Neither escaped #MeToo unscathed. The same month as the Tambor allegations, the Times reported on C.K.’s penchant for jacking off in front of female coworkers. Days later, when actress Aurora Perrineau accused Girls writer Murray Miller of rape, Dunham issued a confident statement of support—for Miller. On Twitter, she appeared to defend herself: “I believe in a lot of things but the first tenet of my politics is to hold up the people who have held me up, who have filled my world with love.” This is what omertà would sound like if you bought it for $79.99 on Etsy.
If a Mafia analogy seems crude to you, hold that thought. “I needed to find out why she was going straight to the press with her story, to understand why she hadn’t come to us,” Soloway writes of Lysette. “We could handle this, I wanted to tell her, but let us do it internally, inside the family.” Soloway is never so sulky as in these pages, pouting about her “legacy” and losing any lingering ability to complete sentences: “If Trace released a statement, it would be over for Jeffrey. And that meant Maura. The show. Our TV family. Everything.” In a climactic, chapter-ending scene, Soloway parlays with Lysette at a Coffee Bean picnic table. “I can’t believe you’re doing this,” she tells the actress. “Well, it happened to me,” Lysette coolly replies. What happens next is so incredible that I must quote it at length:
“I had to tell my story,” she said. “But I said in my statement that I wanted the show to continue.”

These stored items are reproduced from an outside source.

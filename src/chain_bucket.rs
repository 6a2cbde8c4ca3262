//! ChainBucket: the singly-linked list behind one hash-table slot.
//!
//! `head` plays the role of a sentinel's `next` link, so every node is owned
//! by exactly one link. Entries keep insertion order.

use crate::map::InsertError;
use core::borrow::Borrow;
use core::fmt;

type Link<K, V> = Option<Box<BucketNode<K, V>>>;

#[derive(Debug)]
struct BucketNode<K, V> {
    key: K,
    value: V,
    next: Link<K, V>,
}

pub struct ChainBucket<K, V> {
    head: Link<K, V>,
    len: usize,
}

impl<K, V> ChainBucket<K, V> {
    pub const fn new() -> Self {
        Self { head: None, len: 0 }
    }

    pub fn len(&self) -> usize {
        self.len
    }

    pub fn is_empty(&self) -> bool {
        self.len == 0
    }

    /// Entries from head to tail, i.e. in insertion order.
    pub fn iter(&self) -> Iter<'_, K, V> {
        Iter {
            next: self.head.as_deref(),
            remaining: self.len,
        }
    }

    /// Appends without a duplicate scan. Callers guarantee `key` is absent.
    pub(crate) fn push_back(&mut self, key: K, value: V) {
        let mut tail = &mut self.head;
        while let Some(node) = tail {
            tail = &mut node.next;
        }
        *tail = Some(Box::new(BucketNode {
            key,
            value,
            next: None,
        }));
        self.len += 1;
    }
}

impl<K: Eq, V> ChainBucket<K, V> {
    /// Appends a new entry. An existing key is never overwritten.
    pub fn insert(&mut self, key: K, value: V) -> Result<(), InsertError> {
        if self.contains_key(&key) {
            return Err(InsertError::DuplicateKey);
        }
        self.push_back(key, value);
        Ok(())
    }

    pub fn get<Q>(&self, key: &Q) -> Option<&V>
    where
        K: Borrow<Q>,
        Q: ?Sized + Eq,
    {
        self.iter().find(|(k, _)| (*k).borrow() == key).map(|(_, v)| v)
    }

    pub fn get_mut<Q>(&mut self, key: &Q) -> Option<&mut V>
    where
        K: Borrow<Q>,
        Q: ?Sized + Eq,
    {
        let mut cur = self.head.as_deref_mut();
        while let Some(node) = cur {
            if node.key.borrow() == key {
                return Some(&mut node.value);
            }
            cur = node.next.as_deref_mut();
        }
        None
    }

    pub fn contains_key<Q>(&self, key: &Q) -> bool
    where
        K: Borrow<Q>,
        Q: ?Sized + Eq,
    {
        self.get(key).is_some()
    }

    /// Unlinks the entry for `key`. Absent keys leave the chain unchanged.
    pub fn remove<Q>(&mut self, key: &Q) -> Option<V>
    where
        K: Borrow<Q>,
        Q: ?Sized + Eq,
    {
        let pos = self.iter().position(|(k, _)| (*k).borrow() == key)?;
        let mut link = &mut self.head;
        for _ in 0..pos {
            link = &mut link.as_mut()?.next;
        }
        let mut node = link.take()?;
        *link = node.next.take();
        self.len -= 1;
        Some(node.value)
    }
}

impl<K, V> Default for ChainBucket<K, V> {
    fn default() -> Self {
        Self::new()
    }
}

impl<K, V> Drop for ChainBucket<K, V> {
    fn drop(&mut self) {
        // Unlink node by node; the default recursive drop can overflow the
        // stack on a long chain.
        let mut cur = self.head.take();
        while let Some(mut node) = cur {
            cur = node.next.take();
        }
    }
}

impl<K: fmt::Debug, V: fmt::Debug> fmt::Debug for ChainBucket<K, V> {
    fn fmt(&self, f: &mut fmt::Formatter<'_>) -> fmt::Result {
        f.debug_list().entries(self.iter()).finish()
    }
}

impl<K: fmt::Display, V: fmt::Display> fmt::Display for ChainBucket<K, V> {
    fn fmt(&self, f: &mut fmt::Formatter<'_>) -> fmt::Result {
        for (i, (k, v)) in self.iter().enumerate() {
            if i > 0 {
                f.write_str(" ")?;
            }
            write!(f, "{{ key: {k}, value: {v} }}")?;
        }
        Ok(())
    }
}

/// Iterator over a bucket's entries in insertion order.
pub struct Iter<'a, K, V> {
    next: Option<&'a BucketNode<K, V>>,
    remaining: usize,
}

impl<'a, K, V> Iterator for Iter<'a, K, V> {
    type Item = (&'a K, &'a V);
    #[inline]
    fn next(&mut self) -> Option<Self::Item> {
        let node = self.next?;
        self.next = node.next.as_deref();
        self.remaining -= 1;
        Some((&node.key, &node.value))
    }

    fn size_hint(&self) -> (usize, Option<usize>) {
        (self.remaining, Some(self.remaining))
    }
}

impl<K, V> ExactSizeIterator for Iter<'_, K, V> {}

impl<'a, K, V> IntoIterator for &'a ChainBucket<K, V> {
    type Item = (&'a K, &'a V);
    type IntoIter = Iter<'a, K, V>;
    fn into_iter(self) -> Self::IntoIter {
        self.iter()
    }
}

/// Owning iterator; consumes the chain head first.
pub struct IntoIter<K, V> {
    next: Link<K, V>,
}

impl<K, V> Iterator for IntoIter<K, V> {
    type Item = (K, V);
    fn next(&mut self) -> Option<Self::Item> {
        let node = self.next.take()?;
        let BucketNode { key, value, next } = *node;
        self.next = next;
        Some((key, value))
    }
}

impl<K, V> Drop for IntoIter<K, V> {
    fn drop(&mut self) {
        let mut cur = self.next.take();
        while let Some(mut node) = cur {
            cur = node.next.take();
        }
    }
}

impl<K, V> IntoIterator for ChainBucket<K, V> {
    type Item = (K, V);
    type IntoIter = IntoIter<K, V>;
    fn into_iter(mut self) -> Self::IntoIter {
        self.len = 0;
        IntoIter {
            next: self.head.take(),
        }
    }
}

#[cfg(test)]
mod tests {
    use super::*;

    fn bucket_of(keys: &[&'static str]) -> ChainBucket<&'static str, usize> {
        let mut b = ChainBucket::new();
        for (i, k) in keys.iter().enumerate() {
            b.insert(*k, i).unwrap();
        }
        b
    }

    /// Invariant: a duplicate insert fails and keeps the first value.
    #[test]
    fn duplicate_insert_rejected() {
        let mut b = bucket_of(&["a"]);
        assert_eq!(b.insert("a", 9), Err(InsertError::DuplicateKey));
        assert_eq!(b.get("a"), Some(&0));
        assert_eq!(b.len(), 1);
    }

    /// Invariant: iteration follows insertion order.
    #[test]
    fn iteration_in_insertion_order() {
        let b = bucket_of(&["c", "a", "b"]);
        let keys: Vec<_> = b.iter().map(|(k, _)| *k).collect();
        assert_eq!(keys, ["c", "a", "b"]);
        assert_eq!(b.iter().len(), 3);
    }

    /// Invariant: removing head, middle and tail relinks the rest.
    #[test]
    fn remove_head_middle_tail() {
        let mut b = bucket_of(&["a", "b", "c", "d"]);
        assert_eq!(b.remove("b"), Some(1));
        assert_eq!(b.remove("a"), Some(0));
        assert_eq!(b.remove("d"), Some(3));
        let keys: Vec<_> = b.iter().map(|(k, _)| *k).collect();
        assert_eq!(keys, ["c"]);
        assert_eq!(b.len(), 1);
        assert_eq!(b.remove("c"), Some(2));
        assert!(b.is_empty());
    }

    /// Invariant: removing an absent key changes nothing.
    #[test]
    fn remove_absent_is_noop() {
        let mut b = bucket_of(&["a", "b"]);
        assert_eq!(b.remove("z"), None);
        assert_eq!(b.len(), 2);
        assert_eq!(b.get("b"), Some(&1));
    }

    #[test]
    fn get_mut_updates_in_place() {
        let mut b = bucket_of(&["a", "b"]);
        *b.get_mut("b").unwrap() += 10;
        assert_eq!(b.get("b"), Some(&11));
        assert!(b.get_mut("z").is_none());
    }

    #[test]
    fn into_iter_yields_owned_pairs_in_order() {
        let b = bucket_of(&["x", "y"]);
        let pairs: Vec<_> = b.into_iter().collect();
        assert_eq!(pairs, [("x", 0), ("y", 1)]);
    }

    #[test]
    fn display_lists_entries() {
        let b = bucket_of(&["a", "b"]);
        assert_eq!(b.to_string(), "{ key: a, value: 0 } { key: b, value: 1 }");
        assert_eq!(ChainBucket::<u8, u8>::new().to_string(), "");
    }

    #[test]
    fn long_chain_drops_without_overflow() {
        let mut b = ChainBucket::new();
        for i in 0..200_000u32 {
            let next = b.head.take();
            b.head = Some(Box::new(BucketNode {
                key: i,
                value: (),
                next,
            }));
            b.len += 1;
        }
        assert_eq!(b.len(), 200_000);
        drop(b);
    }
}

“But the idea of the show will be tarnished now in everyone’s minds,” I said. “In Middle America when people think of trans people there’s still so much suspicion, and Maura became this beautiful symbol of transness and now you’re laying this imagery out there of her being a predator.”
Suddenly, I started crying.
She was horrified.
“I’m the victim here and YOU’RE crying?” she demanded.
She was right. I was sitting across from her, frozen with fear. I tried to stop myself from crying. Like Michael in The Godfather, I tried to play it stoic and cool. I didn’t say, Fredo, after all I’ve done for you. I said, “I wish you luck.”
And then I walked away.
An hour later the article came out.
Set aside the fact that Trace Lysette, a former sex worker whose pampered male costar gleefully told her he wanted to “attack [her] sexually,” is obviously a much more accurate symbol of transness than wealthy professor emerita Maura Pfefferman ever was. What’s truly shocking is that, presented with the opportunity, and I’m being completely serious here, to lie, or at least fudge the truth, Soloway once again nukes herself without even noticing, gravely comparing a sexual harassment victim to the fictional character Fredo Corleone from The Godfather Part II, the Oscar-winning 1974 crime film at the end of which, if you’ll recall, Fredo was literally executed for betraying Al Pacino.
The only conclusion to be drawn from this very bad book, which puts the “self” in “self-aware,” is that Jill Soloway has an unstoppable, pathological urge to tell on herself. In fact, it’s all she’s ever done. If autofiction like Girls, Louie, or Transparent teaches us anything, it’s that there is no better disguise than one’s own face. Midway through She Wants It, while prepping three different Emmy acceptance speeches, Soloway wonders if she suffers from a “delusion of grandeur,” before dismissing the phrase as a diagnosis for “cis white guys.” “Is it delusional to try to suggest to yourself that it is okay to believe you might be magnificent when the world raised you to mostly admire men, to reserve grandiosity or genius only for them?” she asks.
If the question is, “Can women and queers be pretentious assholes?”, She Wants It holds the answer.